Lorsque l’on cherche à associer art et anarchie, les plus franchouillards d’entre nous disent « Les Anarchistes » de Léo Ferré, là où d’autres répondent, 8.6 en main, « punk hardcore ». La réponse est autrement difficile lorsqu’on pense cinéma.
Il existe bien sûr des films à propos de l’anarchisme. Ken Loach plaçait sa caméra en Espagne libertaire avec Land and Freedom (1995), tandis que dans Sacco et Venzeti (1971), Giuliano Montaldo racontait le procès injuste des deux militants anarchistes.

Quoique très bons, difficile de parler de rupture ; tous deux reprennent la forme classique du cinéma. Un cinéma anarchiste chercherait plutôt à appliquer les principes d’absence de hiérarchie et d’indépendance à la pellicule elle-même, au langage de l’image.

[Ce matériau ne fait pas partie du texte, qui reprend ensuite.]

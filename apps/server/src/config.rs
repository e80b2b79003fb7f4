//! Server configuration module.
//!
//! Configuration is loaded from environment variables with fallback to defaults.

use serde::{Deserialize, Serialize};
use std::env;

/// HTTP server configuration.
#[derive(Debug, Clone, Serialize, Deserialize)]
pub struct ServerConfig {
    /// HTTP listen port
    pub port: u16,

    /// Path to the SQLite database file
    pub database_path: String,

    /// Maximum connections in the SQLite pool
    pub db_max_connections: u32,

    /// How many times a read is attempted when the database reports a
    /// transient failure (busy, pool exhausted)
    pub retry_max_attempts: u32,

    /// Delay between retry attempts in milliseconds
    pub retry_delay_ms: u64,

    /// Base URL of the RENIEC document-lookup API
    pub reniec_api_url: String,

    /// Bearer token for the RENIEC API. When unset, document lookups are
    /// answered from the local client table only.
    pub reniec_api_token: Option<String>,
}

impl ServerConfig {
    /// Load configuration from environment variables.
    pub fn load() -> Result<Self, ConfigError> {
        let config = ServerConfig {
            port: env::var("PORT")
                .unwrap_or_else(|_| "3000".to_string())
                .parse()
                .map_err(|_| ConfigError::InvalidValue("PORT".to_string()))?,

            database_path: env::var("DATABASE_PATH")
                .unwrap_or_else(|_| "./data/caja.db".to_string()),

            db_max_connections: env::var("DB_MAX_CONNECTIONS")
                .unwrap_or_else(|_| "5".to_string())
                .parse()
                .map_err(|_| ConfigError::InvalidValue("DB_MAX_CONNECTIONS".to_string()))?,

            retry_max_attempts: env::var("RETRY_MAX_ATTEMPTS")
                .unwrap_or_else(|_| "3".to_string())
                .parse()
                .map_err(|_| ConfigError::InvalidValue("RETRY_MAX_ATTEMPTS".to_string()))?,

            retry_delay_ms: env::var("RETRY_DELAY_MS")
                .unwrap_or_else(|_| "2000".to_string())
                .parse()
                .map_err(|_| ConfigError::InvalidValue("RETRY_DELAY_MS".to_string()))?,

            reniec_api_url: env::var("RENIEC_API_URL")
                .unwrap_or_else(|_| "https://api.apis.net.pe/v2".to_string()),

            reniec_api_token: env::var("RENIEC_API_TOKEN").ok(),
        };

        // Zero attempts would skip every query outright
        if config.retry_max_attempts == 0 {
            return Err(ConfigError::InvalidValue("RETRY_MAX_ATTEMPTS".to_string()));
        }

        Ok(config)
    }
}

/// Configuration error types.
#[derive(Debug, thiserror::Error)]
pub enum ConfigError {
    #[error("Invalid value for {0}")]
    InvalidValue(String),

    #[error("Missing required configuration: {0}")]
    MissingRequired(String),
}
//! Shared application state.
//!
//! The database handle is built once in `main` and injected here, so tests
//! can stand up the exact same router over an in-memory database.

use std::time::Duration;

use caja_db::Database;

use crate::config::ServerConfig;
use crate::reniec::ReniecClient;
use crate::retry::RetryPolicy;

/// State shared by every handler.
///
/// Cloned per request by the router; every field is a cheap Arc-backed
/// handle.
#[derive(Debug, Clone)]
pub struct AppState {
    /// Connection pool and repository access
    pub db: Database,
    /// Retry policy for repository calls
    pub retry: RetryPolicy,
    /// External identity lookup
    pub reniec: ReniecClient,
}

impl AppState {
    /// Builds the state from loaded configuration and an opened database.
    pub fn new(config: &ServerConfig, db: Database) -> Self {
        Self {
            db,
            retry: RetryPolicy::new(
                config.retry_max_attempts,
                Duration::from_millis(config.retry_delay_ms),
            ),
            reniec: ReniecClient::new(
                config.reniec_api_url.clone(),
                config.reniec_api_token.clone(),
            ),
        }
    }
}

Rompre avec « l’art bourgeois »
« Sans déterminer l’acteur ; ni la caméra ; ni le décor ; ni la musique ; ni le montage ; rien n’est déterminé du tout. Seulement décider de penser avec légèreté, puisque ces adolescents vivent de cette façon-là. Allons, nous nous en foutons des adultes. ». Ce n’est pas un extrait d’un manuel pour un cinéma anarchiste, mais l’ouverture de Timeless, Botomless, Bad Movie (1997) de Jung Song-woo.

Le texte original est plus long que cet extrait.